Ichlinge
Die einen tragen Masken. Halten Abstand. Brav, vor allem aber vernünftig. Das Stückchen Stoff ist grad so groß wie ein Taschentuch. Asiaten nähmen unsere Eiertänze wohl kopfschüttelnd zur Kenntnis. Denn während die meisten sich fügen, satteln andere ihr Schlachtross. Wie die Kreuzritter ziehen sie ins Feld unter dem flatternden Banner ihres geradezu vulgären Freiheitsverständnisses. Irritierend, wie bösartig die Auseinandersetzung inzwischen geworden ist.
Sind das dieselben, die Stadtparks zu Partymeilen machen?
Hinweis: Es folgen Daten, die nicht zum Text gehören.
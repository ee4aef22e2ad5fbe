//! In-memory fakes for the execution context (testing only)
//!
//! Provides `ScriptedAz`, `StaticCatalog`, `RecordingTelemetry` and
//! `ScriptedPrompt` so orchestrated operations can be driven without the az
//! binary, the network or a terminal. `VmFixture` renders `az vm show`
//! documents.

use std::sync::{Arc, Mutex};

use async_trait::async_trait;
use az_shell::{AzCommand, AzError, AzExecutor};
use serde_json::{json, Value};

use crate::catalog::{ScriptCatalog, ScriptMap};
use crate::context::ConfirmPrompt;
use crate::error::Result;
use crate::obs::{CommandTelemetry, TelemetrySink};
use crate::session::{DiskMode, OsFamily};

// ---------------------------------------------------------------------------
// ScriptedAz
// ---------------------------------------------------------------------------

#[derive(Debug, Clone)]
struct Rule {
    pattern: String,
    response: std::result::Result<String, String>,
}

/// az executor answering from a list of rules.
///
/// A rule matches when its pattern is a substring of the rendered command
/// (secrets masked). The first matching rule wins; commands no rule matches
/// succeed with empty output. Every command is recorded.
#[derive(Debug, Default)]
pub struct ScriptedAz {
    rules: Vec<Rule>,
    calls: Mutex<Vec<AzCommand>>,
}

impl ScriptedAz {
    pub fn new() -> Self {
        Self::default()
    }

    /// Answer commands containing `pattern` with `stdout`.
    pub fn on(mut self, pattern: &str, stdout: impl Into<String>) -> Self {
        self.rules.push(Rule {
            pattern: pattern.to_string(),
            response: Ok(stdout.into()),
        });
        self
    }

    /// Fail commands containing `pattern` with exit code 1 and `stderr`.
    pub fn fail_on(mut self, pattern: &str, stderr: impl Into<String>) -> Self {
        self.rules.push(Rule {
            pattern: pattern.to_string(),
            response: Err(stderr.into()),
        });
        self
    }

    pub fn calls(&self) -> Vec<AzCommand> {
        self.calls.lock().unwrap().clone()
    }

    /// Calls rendered as `az ...` strings, in order.
    pub fn rendered_calls(&self) -> Vec<String> {
        self.calls().iter().map(|c| c.to_string()).collect()
    }

    pub fn count_matching(&self, pattern: &str) -> usize {
        self.rendered_calls()
            .iter()
            .filter(|c| c.contains(pattern))
            .count()
    }

    /// First recorded call whose rendering contains `pattern`.
    pub fn find(&self, pattern: &str) -> Option<AzCommand> {
        self.calls()
            .into_iter()
            .find(|c| c.to_string().contains(pattern))
    }
}

#[async_trait]
impl AzExecutor for ScriptedAz {
    async fn execute(&self, command: &AzCommand) -> az_shell::Result<String> {
        self.calls.lock().unwrap().push(command.clone());
        let rendered = command.to_string();
        match self.rules.iter().find(|r| rendered.contains(&r.pattern)) {
            Some(Rule {
                response: Ok(stdout),
                ..
            }) => Ok(stdout.clone()),
            Some(Rule {
                response: Err(stderr),
                ..
            }) => Err(AzError::CommandFailed {
                command: rendered,
                exit_code: Some(1),
                stderr: command.redact(stderr),
            }),
            None => Ok(String::new()),
        }
    }
}

// ---------------------------------------------------------------------------
// StaticCatalog
// ---------------------------------------------------------------------------

/// Catalog serving a fixed script map.
#[derive(Debug, Clone, Default)]
pub struct StaticCatalog {
    map: ScriptMap,
}

impl StaticCatalog {
    pub fn new(map: ScriptMap) -> Self {
        Self { map }
    }
}

#[async_trait]
impl ScriptCatalog for StaticCatalog {
    async fn fetch_map(&self) -> Result<ScriptMap> {
        Ok(self.map.clone())
    }
}

// ---------------------------------------------------------------------------
// RecordingTelemetry
// ---------------------------------------------------------------------------

/// Sink keeping every record it receives.
#[derive(Debug, Default)]
pub struct RecordingTelemetry {
    records: Mutex<Vec<CommandTelemetry>>,
}

impl RecordingTelemetry {
    pub fn new() -> Arc<Self> {
        Arc::new(Self::default())
    }

    pub fn records(&self) -> Vec<CommandTelemetry> {
        self.records.lock().unwrap().clone()
    }
}

impl TelemetrySink for RecordingTelemetry {
    fn track(&self, record: &CommandTelemetry) {
        self.records.lock().unwrap().push(record.clone());
    }
}

// ---------------------------------------------------------------------------
// ScriptedPrompt
// ---------------------------------------------------------------------------

/// Prompt with a fixed answer that remembers the questions asked.
#[derive(Debug, Default)]
pub struct ScriptedPrompt {
    answer: bool,
    asked: Mutex<Vec<String>>,
}

impl ScriptedPrompt {
    pub fn answering(answer: bool) -> Arc<Self> {
        Arc::new(Self {
            answer,
            asked: Mutex::new(Vec::new()),
        })
    }

    pub fn asked(&self) -> Vec<String> {
        self.asked.lock().unwrap().clone()
    }
}

#[async_trait]
impl ConfirmPrompt for ScriptedPrompt {
    async fn confirm(&self, question: &str) -> bool {
        self.asked.lock().unwrap().push(question.to_string());
        self.answer
    }
}

// ---------------------------------------------------------------------------
// VmFixture
// ---------------------------------------------------------------------------

/// Builder for `az vm show -o json` documents.
#[derive(Debug, Clone)]
pub struct VmFixture {
    subscription: String,
    resource_group: String,
    name: String,
    location: String,
    os: OsFamily,
    disk_mode: DiskMode,
    size: String,
    disk_sku: Option<String>,
    image_version: Option<String>,
    data_disks: Vec<(String, String)>,
}

impl VmFixture {
    pub fn new(resource_group: &str, name: &str) -> Self {
        Self {
            subscription: "00000000-0000-0000-0000-000000000000".to_string(),
            resource_group: resource_group.to_string(),
            name: name.to_string(),
            location: "westus2".to_string(),
            os: OsFamily::Linux,
            disk_mode: DiskMode::Managed,
            size: "Standard_D2s_v3".to_string(),
            disk_sku: Some("Premium_LRS".to_string()),
            image_version: None,
            data_disks: Vec::new(),
        }
    }

    pub fn windows(mut self) -> Self {
        self.os = OsFamily::Windows;
        self
    }

    pub fn unmanaged(mut self) -> Self {
        self.disk_mode = DiskMode::Unmanaged;
        self
    }

    pub fn location(mut self, location: &str) -> Self {
        self.location = location.to_string();
        self
    }

    pub fn size(mut self, size: &str) -> Self {
        self.size = size.to_string();
        self
    }

    /// Drop the OS disk SKU, as `az vm show` does for a deallocated VM.
    pub fn deallocated(mut self) -> Self {
        self.disk_sku = None;
        self
    }

    pub fn image_version(mut self, version: &str) -> Self {
        self.image_version = Some(version.to_string());
        self
    }

    pub fn data_disk(mut self, name: &str, uri: &str) -> Self {
        self.data_disks.push((name.to_string(), uri.to_string()));
        self
    }

    pub fn id(&self) -> String {
        format!(
            "/subscriptions/{}/resourceGroups/{}/providers/Microsoft.Compute/virtualMachines/{}",
            self.subscription, self.resource_group, self.name
        )
    }

    pub fn os_disk_name(&self) -> String {
        format!("{}-osdisk", self.name)
    }

    /// VHD URI of the OS disk when unmanaged.
    pub fn os_disk_uri(&self) -> String {
        format!(
            "https://{}store.blob.core.windows.net/vhds/{}.vhd",
            self.resource_group.replace('-', ""),
            self.os_disk_name()
        )
    }

    pub fn to_value(&self) -> Value {
        let os_type = match self.os {
            OsFamily::Linux => "Linux",
            OsFamily::Windows => "Windows",
        };
        let mut os_disk = json!({
            "name": self.os_disk_name(),
            "osType": os_type,
        });
        match self.disk_mode {
            DiskMode::Managed => {
                os_disk["managedDisk"] = json!({
                    "id": format!(
                        "/subscriptions/{}/resourceGroups/{}/providers/Microsoft.Compute/disks/{}",
                        self.subscription,
                        self.resource_group,
                        self.os_disk_name()
                    ),
                    "storageAccountType": self.disk_sku,
                });
            }
            DiskMode::Unmanaged => {
                os_disk["vhd"] = json!({ "uri": self.os_disk_uri() });
            }
        }
        let data_disks: Vec<Value> = self
            .data_disks
            .iter()
            .enumerate()
            .map(|(lun, (name, uri))| json!({"name": name, "lun": lun, "vhd": {"uri": uri}}))
            .collect();

        json!({
            "id": self.id(),
            "name": self.name,
            "location": self.location,
            "hardwareProfile": { "vmSize": self.size },
            "storageProfile": {
                "osDisk": os_disk,
                "dataDisks": data_disks,
                "imageReference": {
                    "publisher": "Canonical",
                    "offer": "UbuntuServer",
                    "sku": "18.04-LTS",
                    "version": self.image_version,
                },
            },
        })
    }

    pub fn to_json(&self) -> String {
        self.to_value().to_string()
    }
}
An den Stränden des Südens grölen und ihre Gastgeber das Grausen lehren? Verbergen sich hinter den hasserfüllten Postings auch jene Profiteure, denen die Gesundheit ihrer Arbeiter am Bau oder in einem fleischverarbeitenden Betrieb schlichtweg egal ist?
Das wissen wir nicht. Aber wir dürfen annehmen, dass ihnen Abstand schon vor der Krise fremd war und Anstand sowieso. Sie sind nicht das hellste Licht auf der Torte, aber sie können mit ihrer Ignoranz anderen das Licht ausblasen. Und merken es gar nicht. Oder schlimmer noch: Es ist ihnen egal. Die einen tragen Masken. Die anderen haben ihre fallen lassen.